Au terme de deux années d’application de la loi contre le séparatisme, le rôle du juge administratif s’est révélé fondamental face à une loi à la fois nécessaire à la sauvegarde du vivre-ensemble mais potentiellement dangereuse pour les libertés d’association, de religion et de culte. Au fil de ses jurisprudences, le Conseil d’État semble tracer une ligne d’équilibre, qui demeure toutefois fragile.
Le 24 août 2021, le législateur français adoptait la loi n°2021-1109 confortant le respect des principes de la République, dite loi contre le séparatisme. Cette loi s’est inscrite dans une stratégie nationale de lutte contre le séparatisme religieux, annoncée pour la première fois par le Président de la République à l’occasion d’une allocution du 18 février 2020, intitulée Protéger les libertés en luttant contre le séparatisme islamique, et réaffirmée quelques mois plus tard, dans un nouveau discours présidentiel prononcé le 9 octobre 2020, intitulé La République en actes. Lors de ce discours, le Chef de l'État a fait de la laïcité le « ciment de la France unie », en posant une définition sur ce concept tant controversé : « La laïcité, c'est la liberté de croire ou de ne pas croire, la possibilité d'exercer son culte à partir du moment où l'ordre public est assuré. La laïcité, c'est la neutralité de l'État et en aucun cas l'effacement des religions dans l'espace public. ».
Au contraire, le séparatisme, concept qui s’est récemment substitué à celui de communautarisme dans le langage politique et le discours de presse, n’a pas été défini dans les allocutions présidentielles. Il convient de se référer au comité interministériel de prévention de la délinquance et de la radicalisation (CIPDR), qui présente le séparatisme comme une idéologie qui aspire « à détruire ou à affaiblir la communauté nationale en vue de remplacer celle-ci par de nouvelles formes d’allégeance et d’identification en rupture avec la tradition démocratique et républicaine ». Le dictionnaire Larousse précise par ailleurs que le séparatisme est une démarche idéologique, « généralement religieuse », prônée par un groupe visant à « placer ses propres lois au-dessus de la législation nationale ».
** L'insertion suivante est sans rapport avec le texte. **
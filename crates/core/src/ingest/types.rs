use crate::domain::factor::FactorSet;
use chrono::NaiveDate;
use serde::{Deserialize, Serialize};

/// Per-ticker factor values collected upstream for one market date.
#[derive(Debug, Clone, Serialize, Deserialize)]
pub struct FactorSnapshot {
    pub as_of_date: NaiveDate,
    #[serde(default)]
    pub items: Vec<FactorSet>,
}
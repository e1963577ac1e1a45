pub mod snapshot;
pub mod types;
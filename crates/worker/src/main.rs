use anyhow::Context;
use clap::Parser;
use std::path::PathBuf;
use stockrank_core::config::Settings;
use stockrank_core::domain::recommendation::RecommendationReport;
use stockrank_core::domain::weights::WeightVector;
use tracing_subscriber::EnvFilter;
use tracing_subscriber::{layer::SubscriberExt, util::SubscriberInitExt};

mod output;

#[derive(Debug, Parser)]
#[command(name = "stockrank_worker")]
struct Args {
    /// Factor snapshot JSON. Defaults to FACTOR_SNAPSHOT_PATH.
    #[arg(long)]
    input: Option<PathBuf>,

    /// Weight vector JSON. Defaults to SCORING_WEIGHTS_PATH, then SCORING_WEIGHT_* env.
    #[arg(long)]
    weights: Option<PathBuf>,

    /// Number of recommendations. Zero or negative produces an empty list.
    #[arg(long, allow_negative_numbers = true)]
    top_n: Option<i64>,

    /// Fail the run when no ticker could be scored.
    #[arg(long)]
    strict: bool,

    /// Maximum tickers scored concurrently.
    #[arg(long)]
    concurrency: Option<usize>,

    /// Market as-of date (YYYY-MM-DD). Must match the snapshot when given.
    #[arg(long)]
    as_of_date: Option<String>,

    /// Write the report here instead of stdout.
    #[arg(long)]
    output: Option<PathBuf>,

    /// Do everything except writing the report.
    #[arg(long)]
    dry_run: bool,
}

#[tokio::main]
async fn main() -> anyhow::Result<()> {
    dotenvy::dotenv().ok();

    let mut settings = Settings::from_env()?;
    let _sentry_guard = init_sentry(&settings);

    tracing_subscriber::registry()
        .with(EnvFilter::from_default_env())
        .with(tracing_subscriber::fmt::layer().with_writer(std::io::stderr))
        .with(sentry_tracing::layer())
        .init();

    let args = Args::parse();
    apply_args(&mut settings, &args);

    match run(&settings, &args).await {
        Ok(()) => Ok(()),
        Err(err) => {
            sentry_anyhow::capture_anyhow(&err);
            tracing::error!(error = %format!("{err:#}"), "recommendation run failed");
            Err(err)
        }
    }
}

fn apply_args(settings: &mut Settings, args: &Args) {
    if let Some(input) = &args.input {
        settings.factor_snapshot_path = Some(input.clone());
    }
    if let Some(weights) = &args.weights {
        settings.scoring_weights_path = Some(weights.clone());
    }
    if let Some(top_n) = args.top_n {
        settings.top_n = top_n;
    }
    if args.strict {
        settings.require_non_empty = true;
    }
    if let Some(concurrency) = args.concurrency {
        settings.concurrency = concurrency;
    }
}

async fn run(settings: &Settings, args: &Args) -> anyhow::Result<()> {
    // Weights first: a bad weighting must stop the run before anything is scored.
    let weights: WeightVector = settings
        .load_weights()
        .context("invalid scoring weights")?;
    tracing::info!(weights = ?weights.as_per_category(), "scoring weights loaded");

    let explicit_date = args
        .as_of_date
        .as_deref()
        .map(|s| stockrank_core::time::market_date::resolve_as_of_date(Some(s), settings.market, chrono::Utc::now()))
        .transpose()?;

    let snapshot_path = settings.require_factor_snapshot_path()?;
    let snapshot = stockrank_core::ingest::snapshot::load_snapshot(snapshot_path, explicit_date)?;
    let as_of_date = snapshot.as_of_date;

    if explicit_date.is_none() {
        let market_date =
            stockrank_core::time::market_date::resolve_as_of_date(None, settings.market, chrono::Utc::now())?;
        if market_date != as_of_date {
            tracing::warn!(%as_of_date, %market_date, "factor snapshot is not for the latest market date");
        }
    }

    let opts = settings.run_options();
    tracing::info!(
        %as_of_date,
        market = %settings.market,
        candidates = snapshot.items.len(),
        top_n = opts.top_n,
        strict = opts.strict,
        concurrency = opts.concurrency,
        "starting recommendation run"
    );

    let out = stockrank_core::scoring::run(snapshot.items, &weights, opts).await?;
    out.recommendations.validate()?;

    for item in out.recommendations.items() {
        tracing::info!(
            rank = item.rank,
            ticker = %item.ticker(),
            composite = item.score.composite,
            rating = %item.score.rating,
            "{} recommended",
            item.score.rating.icon()
        );
    }

    let report = RecommendationReport {
        as_of_date,
        generated_at: chrono::Utc::now(),
        market: settings.market,
        weights,
        requested_top_n: opts.top_n,
        recommendations: out.recommendations,
        summary: out.summary,
    };

    if args.dry_run {
        tracing::info!(
            %as_of_date,
            dry_run = true,
            recommendations = report.recommendations.len(),
            excluded = report.summary.excluded.len(),
            "run complete (dry-run); report not written"
        );
        return Ok(());
    }

    output::write_report(&report, args.output.as_deref())?;
    tracing::info!(
        %as_of_date,
        recommendations = report.recommendations.len(),
        excluded = report.summary.excluded.len(),
        "run complete"
    );
    Ok(())
}

fn init_sentry(settings: &Settings) -> Option<sentry::ClientInitGuard> {
    let dsn = settings.sentry_dsn.as_deref()?;
    Some(sentry::init((
        dsn,
        sentry::ClientOptions {
            release: sentry::release_name!(),
            ..Default::default()
        },
    )))
}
Si le communautarisme, en ligne de mire des pouvoirs publics dans les années 2000 et 2010, qui se définit comme la « tendance d’une minorité à s’isoler du reste de la société et à revendiquer des droits particuliers », peut certes entamer le vivre ensemble, il ne constitue pas un danger pour l’ordre public. Il en va différemment du séparatisme, qui entend au contraire convaincre, convertir et répandre une croyance comme vérité absolue, y compris au moyen de la violence, qu’elle soit verbale, psychologique (prosélytisme coercitif, menaces ou intimidations) ou physique. L’assassinat du professeur d’histoire-géographie Samuel Paty, le 16 octobre 2020, ciblé pour avoir montré à ses élèves des caricatures de Mahomet issues du journal satirique Charlie Hebdo lors d'un cours d'enseignement moral et civique sur la liberté d'expression, a constitué la plus dramatique démonstration du risque séparatiste, qui affecte libertés, laïcité et vivre ensemble. Ce tragique évènement, qui a bouleversé la France entière, a conduit le législateur à ériger en délit « le fait d'entraver, d'une manière concertée et à l'aide de menaces, l'exercice de la fonction d’enseignant » (article 10 de la loi contre le séparatisme).
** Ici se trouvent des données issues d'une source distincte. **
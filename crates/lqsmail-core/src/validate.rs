use std::sync::OnceLock;

use regex::Regex;

use crate::FieldErrors;

pub const INVALID_EMAIL_MESSAGE: &str = "Invalid email address";
pub const REQUIRED_MESSAGE: &str = "required";
pub const REQUIRED_FIELDS_BANNER: &str = "Please fill out all required fields.";

fn address_pattern() -> &'static Regex {
    static PATTERN: OnceLock<Regex> = OnceLock::new();
    PATTERN.get_or_init(|| {
        Regex::new(r"^[^\s@,]+@[^\s@,]+\.[^\s@,]+$").expect("address pattern compiles")
    })
}

fn tag_pattern() -> &'static Regex {
    static PATTERN: OnceLock<Regex> = OnceLock::new();
    PATTERN.get_or_init(|| Regex::new(r"<[^>]*>").expect("tag pattern compiles"))
}

pub fn is_valid_address(addr: &str) -> bool {
    address_pattern().is_match(addr)
}

/// Trimmed, non-empty comma separated segments of a cc field.
pub fn parse_cc_list(cc: &str) -> Vec<String> {
    cc.split(',')
        .map(str::trim)
        .filter(|segment| !segment.is_empty())
        .map(str::to_string)
        .collect()
}

/// Blank segments are ignored, so a field with no address at all is valid.
pub fn is_valid_cc(cc: &str) -> bool {
    parse_cc_list(cc)
        .iter()
        .all(|segment| is_valid_address(segment))
}

/// Rich text with no visible characters (`<p><br></p>`, `&nbsp;`) counts as blank.
pub fn is_blank_body(body: Option<&str>) -> bool {
    let Some(body) = body else {
        return true;
    };
    let stripped = tag_pattern().replace_all(body, " ");
    let decoded = html_escape::decode_html_entities(&stripped);
    decoded
        .chars()
        .all(|ch| ch.is_whitespace() || ch == '\u{a0}' || ch == '\u{200b}')
}

pub fn validate(cc_address: &str, body_text: Option<&str>, line_item_mode: bool) -> FieldErrors {
    let mut errors = FieldErrors::default();
    if !is_valid_cc(cc_address) {
        errors.cc = Some(INVALID_EMAIL_MESSAGE.to_string());
    }
    if !line_item_mode && is_blank_body(body_text) {
        errors.body = Some(REQUIRED_MESSAGE.to_string());
    }
    if !errors.is_empty() {
        tracing::debug!(?errors, line_item_mode, "compose form failed validation");
    }
    errors
}
use lqsmail_core::SubmissionState;
use thiserror::Error;

#[derive(Debug, Clone, PartialEq, Eq, Error)]
pub enum ComposeError {
    #[error("form is not editable while {state}")]
    NotEditable { state: SubmissionState },

    #[error("compose session is closed")]
    Closed,

    #[error("no line item with asin {asin:?}")]
    UnknownItem { asin: String },

    #[error("attachment index {index} out of range ({len} attached)")]
    AttachmentIndex { index: usize, len: usize },

    #[error("could not build export: {0}")]
    Export(String),
}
À travers une centaine de dispositions (103 articles), la loi contre le séparatisme s’articule principalement autour de deux grands volets, le premier étant le développement d’un arsenal juridique contre le séparatisme (1), le second constituant une révision de la loi de séparation des Églises et de l’État du 9 décembre 1905, en vue de renforcer le contrôle des pouvoirs publics sur les cultes (2). Le juge administratif s’est illustré à travers diverses jurisprudences portant application et interprétation de la loi depuis son entrée en vigueur.
- La lutte contre le séparatisme : garantir le respect des principes républicains et du vivre ensemble
1° La généralisation des principes républicains au sein de tous les services publics (articles 1 à 11).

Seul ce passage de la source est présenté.